Custom Ordering of Tag Search Results using Trigrams, ActiveRecord and Postgres
PostedI am getting the hang of creating these concise videos and felt like zipping through another topic.
This is a real-world example of how tag search is implemented in EveryPost, which I extrapolated to show how to order results when using fuzzy search combined with other ordering logic.
I’m a big believer in keeping things simple, which is why I restrict this example to using the ActsAsTaggableOn gem coupled with the built-in trigram extension in Postgres. You could solve this problem in more complex ways but both of these items already perform much of the heavy lifting needed to make a simple search like this very efficient.
Here I demonstrate how to implement ordering in straight SQL, and then implement the same solution as an ActiveRecord scope:
IMPORTANT!
I incorrectly stated that
Arel.sql()
prevents SQL injection. That is not true and is evident in the actual error message shown in the console. See the following instead:# Quoting the input.. quoted_name = connection.quote(name) Arel.sql("name ILIKE '#{quoted_name}%'") # ..or sanitizing the query sorted_name_sql = Arel.sql(sanitize_sql_like(["name ILIKE ?", "#{name}%"])) sorted_rank_sql = Arel.sql(sanitize_sql_array(["similarity(name, ?)", name]))
To sanitize user-provided values, you will want to use ActiveRecord::ConnectionAdapters::Quoting to process the input before it is used directly in SQL, or else ActiveRecord::Sanitization to sanitize the clause (preferable in this case).
There are many StackOverflow answers on using Trigrams to rank search results, so I don’t go into that above. Suffice it to say installing the pg_trgrm
extension is straightforward and the docs on query syntax are very clear (see above). Knowing what to do with the results, however, is a bit more complicated.

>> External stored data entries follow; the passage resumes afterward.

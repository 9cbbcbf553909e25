use serde::{Deserialize, Serialize};
use serde_repr::{Deserialize_repr, Serialize_repr};

/// Key scheme selector passed to `Filecoin.WalletNew`.
#[derive(
    Clone,
    Copy,
    Debug,
    PartialEq,
    Eq,
    Hash,
    Serialize_repr,
    Deserialize_repr,
    strum::Display,
    strum::EnumString,
)]
#[repr(u8)]
#[strum(serialize_all = "lowercase")]
pub enum SignatureType {
    Bls = 1,
    Secp256k1 = 2,
}

/// Exported key material, in the lotus `KeyInfo` layout.
#[derive(Clone, Debug, PartialEq, Eq, Deserialize, Serialize)]
pub struct WalletKey {
    #[serde(rename = "Type")]
    pub r#type: String,

    #[serde(rename = "PrivateKey")]
    pub private_key: String,
}

impl WalletKey {
    pub fn from_lotus(bytes: &[u8]) -> serde_json::Result<Self> {
        serde_json::from_slice::<WalletKey>(bytes)
    }

    pub fn from_private_key(sig_type: SignatureType, private_key: &[u8]) -> Self {
        WalletKey {
            r#type: sig_type.to_string(),
            private_key: base64::encode(private_key),
        }
    }

    pub fn to_json(&self) -> serde_json::Result<Vec<u8>> {
        serde_json::to_vec(self)
    }

    pub fn decode_private_key(&self) -> Result<Vec<u8>, base64::DecodeError> {
        base64::decode(&self.private_key)
    }

    pub fn signature_type(&self) -> Result<SignatureType, strum::ParseError> {
        self.r#type.parse()
    }
}

#[derive(Clone, Debug, PartialEq, Eq, Hash, Deserialize, Serialize)]
pub struct WalletSignature {
    /// Signature tag exactly as the node reported it.
    #[serde(rename = "Type")]
    pub r#type: u8,

    #[serde(rename = "Data")]
    pub data: String,
}

impl WalletSignature {
    pub fn decode_data(&self) -> Result<Vec<u8>, base64::DecodeError> {
        base64::decode(&self.data)
    }
}

/// IPLD link as lotus renders it in JSON: `{"/": "bafy..."}`.
#[derive(Clone, Debug, PartialEq, Eq, Hash, Deserialize, Serialize)]
pub struct Cid {
    #[serde(rename = "/")]
    pub root: String,
}

/// Unsigned message. Token amounts are decimal attoFIL strings and `params`
/// is base64 CBOR (null when empty), both as lotus emits them.
#[derive(Clone, Debug, PartialEq, Eq, Deserialize, Serialize)]
#[serde(rename_all = "PascalCase")]
pub struct WalletMessage {
    #[serde(default)]
    pub version: u64,
    pub to: String,
    pub from: String,
    pub nonce: u64,
    pub value: String,
    pub gas_limit: i64,
    pub gas_fee_cap: String,
    pub gas_premium: String,
    pub method: u64,
    #[serde(default)]
    pub params: Option<String>,
    #[serde(rename = "CID", default, skip_serializing_if = "Option::is_none")]
    pub cid: Option<Cid>,
}

#[derive(Clone, Debug, PartialEq, Eq, Deserialize, Serialize)]
#[serde(rename_all = "PascalCase")]
pub struct WalletSignedMessage {
    pub message: WalletMessage,
    pub signature: WalletSignature,
    #[serde(rename = "CID", default, skip_serializing_if = "Option::is_none")]
    pub cid: Option<Cid>,
}
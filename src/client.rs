use log::{debug, warn};
use serde::de::DeserializeOwned;

use crate::config::{RpcConfig, DEFAULT_RPC_PATH};
use crate::encoding::ByteEncoding;
use crate::jsonrpc::{param, RpcRequest, WalletMethod};
use crate::transport::{EndpointProvider, HttpTransport, Transport};
use crate::types::{
    SignatureType, WalletKey, WalletMessage, WalletSignature, WalletSignedMessage,
};
use crate::Result;

/// Typed, blocking client for the `Filecoin.Wallet*` JSON-RPC methods.
///
/// The base URL is asked from the endpoint provider on every call, so the
/// client can be built before the node it talks to is listening.
pub struct WalletRpcClient<T = HttpTransport> {
    transport: T,
    endpoint: Box<dyn EndpointProvider>,
    rpc_path: String,
    byte_encoding: ByteEncoding,
}

impl WalletRpcClient<HttpTransport> {
    pub fn from_config(config: &RpcConfig, endpoint: impl EndpointProvider + 'static) -> Self {
        let mut transport = HttpTransport::new();
        if let Some(token) = &config.auth_token {
            transport = transport.with_token(token.clone());
        }
        if let Some(timeout) = config.timeout() {
            transport = transport.with_timeout(timeout);
        }

        WalletRpcClient::new(transport, endpoint, config.rpc_path.clone())
            .with_byte_encoding(config.byte_encoding)
    }
}

impl<T: Transport> WalletRpcClient<T> {
    pub fn new(
        transport: T,
        endpoint: impl EndpointProvider + 'static,
        rpc_path: impl Into<String>,
    ) -> Self {
        WalletRpcClient {
            transport,
            endpoint: Box::new(endpoint),
            rpc_path: rpc_path.into(),
            byte_encoding: ByteEncoding::default(),
        }
    }

    pub fn with_default_path(transport: T, endpoint: impl EndpointProvider + 'static) -> Self {
        Self::new(transport, endpoint, DEFAULT_RPC_PATH)
    }

    pub fn with_byte_encoding(mut self, byte_encoding: ByteEncoding) -> Self {
        self.byte_encoding = byte_encoding;
        self
    }

    pub fn rpc_path(&self) -> &str {
        &self.rpc_path
    }

    pub fn byte_encoding(&self) -> ByteEncoding {
        self.byte_encoding
    }

    pub fn transport(&self) -> &T {
        &self.transport
    }

    pub fn endpoint_url(&self) -> Result<String> {
        let base_url = self.endpoint.base_url()?;
        Ok(format!("{}{}", base_url, self.rpc_path))
    }

    /// Creates a new key on the node and returns its address.
    pub fn create_wallet(&self, sig_type: SignatureType) -> Result<String> {
        self.call(RpcRequest::new(WalletMethod::New, vec![param(&sig_type)?]))
    }

    pub fn export_wallet(&self, address: &str) -> Result<WalletKey> {
        self.call(RpcRequest::new(WalletMethod::Export, vec![param(address)?]))
    }

    pub fn has_wallet(&self, address: &str) -> Result<bool> {
        self.call(RpcRequest::new(WalletMethod::Has, vec![param(address)?]))
    }

    /// Addresses in the order the node reports them.
    pub fn list_wallets(&self) -> Result<Vec<String>> {
        self.call(RpcRequest::new(WalletMethod::List, vec![]))
    }

    pub fn sign(&self, address: &str, data: &[u8]) -> Result<WalletSignature> {
        self.call(RpcRequest::new(
            WalletMethod::Sign,
            vec![param(address)?, param(&self.byte_encoding.encode(data))?],
        ))
    }

    pub fn verify(&self, address: &str, data: &[u8], signature: &WalletSignature) -> Result<bool> {
        self.call(RpcRequest::new(
            WalletMethod::Verify,
            vec![
                param(address)?,
                param(&self.byte_encoding.encode(data))?,
                param(signature)?,
            ],
        ))
    }

    pub fn sign_message(
        &self,
        address: &str,
        message: &WalletMessage,
    ) -> Result<WalletSignedMessage> {
        self.call(RpcRequest::new(
            WalletMethod::SignMessage,
            vec![param(address)?, param(message)?],
        ))
    }

    fn call<R: DeserializeOwned>(&self, request: RpcRequest<R>) -> Result<R> {
        let body = request.to_json()?;
        let url = self.endpoint_url()?;
        let method = request.method().name();

        debug!("{} -> {} (id {})", method, url, request.id());
        let response = self.transport.execute(&url, &body).map_err(|e| {
            warn!("{} failed on transport: {}", method, e);
            e
        })?;
        debug!("{} <- {} bytes", method, response.len());

        request.decode_response(&response)
    }
}
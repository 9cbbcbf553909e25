#![allow(dead_code)]

use lotus_wallet_rpc::{
    Transport, TransportError, WalletMessage, WalletRpcClient, WalletSignature,
};
use parking_lot::Mutex;
use serde_json::{json, Value};

pub const TEST_BASE_URL: &str = "http://127.0.0.1:1234";
pub const TEST_ADDRESS: &str = "f1zlkjwo5pnm6petm4u4luj6gb6e64eecrw4t4stq";
pub const TEST_BLS_ADDRESS: &str =
    "f3qdyntx5snnwgmjkp2ztd6tf6hhcmurxfj53zylrqyympwvzvbznx6vnvdqloate5eviphnzrkupno4wheesa";

type Responder = dyn Fn(&Value) -> Result<String, TransportError> + Send + Sync;

/// Records every request and answers through a caller supplied closure.
pub struct StubTransport {
    responder: Box<Responder>,
    requests: Mutex<Vec<(String, Value)>>,
}

impl StubTransport {
    pub fn new(
        responder: impl Fn(&Value) -> Result<String, TransportError> + Send + Sync + 'static,
    ) -> Self {
        StubTransport {
            responder: Box::new(responder),
            requests: Mutex::new(vec![]),
        }
    }

    /// Answers each method with a well-formed success envelope.
    pub fn results(results: impl Fn(&str) -> Value + Send + Sync + 'static) -> Self {
        Self::new(move |request| {
            let result = results(request["method"].as_str().unwrap_or_default());
            Ok(json!({"jsonrpc": "2.0", "result": result, "id": request["id"]}).to_string())
        })
    }

    pub fn rpc_error(code: i64, message: &'static str) -> Self {
        Self::new(move |request| {
            Ok(json!({
                "jsonrpc": "2.0",
                "id": request["id"],
                "error": {"code": code, "message": message}
            })
            .to_string())
        })
    }

    pub fn raw(body: &'static str) -> Self {
        Self::new(move |_| Ok(body.to_string()))
    }

    pub fn refusing() -> Self {
        Self::new(|_| Err(TransportError::Request("connection refused".to_string())))
    }

    pub fn requests(&self) -> Vec<Value> {
        self.requests.lock().iter().map(|(_, r)| r.clone()).collect()
    }

    pub fn urls(&self) -> Vec<String> {
        self.requests.lock().iter().map(|(u, _)| u.clone()).collect()
    }

    pub fn last_request(&self) -> Value {
        self.requests
            .lock()
            .last()
            .map(|(_, r)| r.clone())
            .expect("no request sent")
    }
}

impl Transport for StubTransport {
    fn execute(&self, url: &str, request: &str) -> Result<String, TransportError> {
        let parsed: Value = serde_json::from_str(request).expect("client sent invalid json");
        self.requests.lock().push((url.to_string(), parsed.clone()));
        (self.responder)(&parsed)
    }
}

pub fn client(transport: StubTransport) -> WalletRpcClient<StubTransport> {
    WalletRpcClient::new(transport, || TEST_BASE_URL.to_string(), "/rpc/v0")
}

pub fn sample_message() -> WalletMessage {
    WalletMessage {
        version: 0,
        to: TEST_ADDRESS.to_string(),
        from: "f12i3bop43tprlnymx2c75u6uvlq7iur2rcd7qsey".to_string(),
        nonce: 1,
        value: "10000000000000000".to_string(),
        gas_limit: 491585,
        gas_fee_cap: "151367".to_string(),
        gas_premium: "150313".to_string(),
        method: 0,
        params: None,
        cid: None,
    }
}

pub fn sample_signature() -> WalletSignature {
    WalletSignature {
        r#type: 1,
        data: "MCTI+WjYRozaU/7gYWAwSeOixkSmIHDWHwsU1NVPTrtH4IkXPUrgRcZh4DduJqvHLzoek31LYZxhWkGAzd0j9wA="
            .to_string(),
    }
}

/// Canned lotus results for each wallet method.
pub fn lotus_result(method: &str) -> Value {
    match method {
        "Filecoin.WalletNew" => json!(TEST_BLS_ADDRESS),
        "Filecoin.WalletExport" => json!({
            "Type": "secp256k1",
            "PrivateKey": "CuDXkkKFw5IemUhZTQsQCiSNmj2pbTPRIT9QOslXxFs="
        }),
        "Filecoin.WalletHas" => json!(true),
        "Filecoin.WalletList" => json!([TEST_ADDRESS, TEST_BLS_ADDRESS]),
        "Filecoin.WalletSign" => serde_json::to_value(sample_signature()).unwrap(),
        "Filecoin.WalletVerify" => json!(true),
        "Filecoin.WalletSignMessage" => json!({
            "Message": serde_json::to_value(sample_message()).unwrap(),
            "Signature": serde_json::to_value(sample_signature()).unwrap(),
            "CID": {"/": "bafy2bzacec6nqhpi35nwfmdc2two6gs6khs3cgxe7ao2ks6xdwz53qvp2boyu"}
        }),
        other => panic!("unexpected method {}", other),
    }
}

/// Invokes every wallet operation once, keeping only the outcome.
pub fn call_all<T: Transport>(
    client: &WalletRpcClient<T>,
) -> Vec<(&'static str, lotus_wallet_rpc::Result<()>)> {
    use lotus_wallet_rpc::SignatureType;

    vec![
        (
            "Filecoin.WalletNew",
            client.create_wallet(SignatureType::Bls).map(|_| ()),
        ),
        (
            "Filecoin.WalletExport",
            client.export_wallet(TEST_ADDRESS).map(|_| ()),
        ),
        (
            "Filecoin.WalletHas",
            client.has_wallet(TEST_ADDRESS).map(|_| ()),
        ),
        ("Filecoin.WalletList", client.list_wallets().map(|_| ())),
        (
            "Filecoin.WalletSign",
            client.sign(TEST_ADDRESS, b"hello").map(|_| ()),
        ),
        (
            "Filecoin.WalletVerify",
            client
                .verify(TEST_ADDRESS, b"hello", &sample_signature())
                .map(|_| ()),
        ),
        (
            "Filecoin.WalletSignMessage",
            client
                .sign_message(TEST_ADDRESS, &sample_message())
                .map(|_| ()),
        ),
    ]
}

Here are a few other things I left out of the video in the interest of time.
Limits, Tenancy & De-duplication
I didn’t get into how the similar
scope is used. Here is the code showing how it is used in EveryPost:
def tag_list(search_term = "", limit = 8)
conditions = ActsAsTaggableOn::Tag.for_tenant(account)
conditions = search_term.present? ? conditions.similar(search_term) : conditions.order("name")
conditions.limit(limit).uniq.pluck("name")
end
Dissecting the above code bit:
- Tags are scoped to an ‘account’ (e.g. tenancy)
- The “similar” scope only makes sense in the presence of a search term.
- Limits results before returning an array of de-duped
name
fields.
Performance of Trigram Search
For a large enough set of tags, it makes sense to set up a GIN index for this similarity lookup as follows:
class AddTrigramIndexToTags < ActiveRecord::Migration
def change
add_index :tags, :name, using: :gin, opclass: {title: :gin_trgm_ops}, name: :index_on_tags_name_trigram
end
end
In practice (run locally), I needed 4-5k tag entries before the query optimizer substituted the index for a table scan. YMMV.
Similarity Threshold
Finally, one of the things I left out was the magic behind similarity matches in pg_trgrm
. Kidding! Not that much magic. It’s pretty straightforward.
The documentation states that the threshold for results to be considered ‘similar’ is “0.3”. Any search result with a similarity score < 0.3 will be omitted from all result sets.
Like other settings, this can be tweaked globally or per session. I opt not to change this globally and use this instead:
ActiveRecord::Base.connection.execute('SET pg_trgm.similarity_threshold = "0.23"')
I’m still fine-tuning this for tag search, but empirically, using a lower value provides a better match. Put another way, tag names tend to be short. When typing a short word, a single mistyped letter can mean the difference between receiving no results and correct results.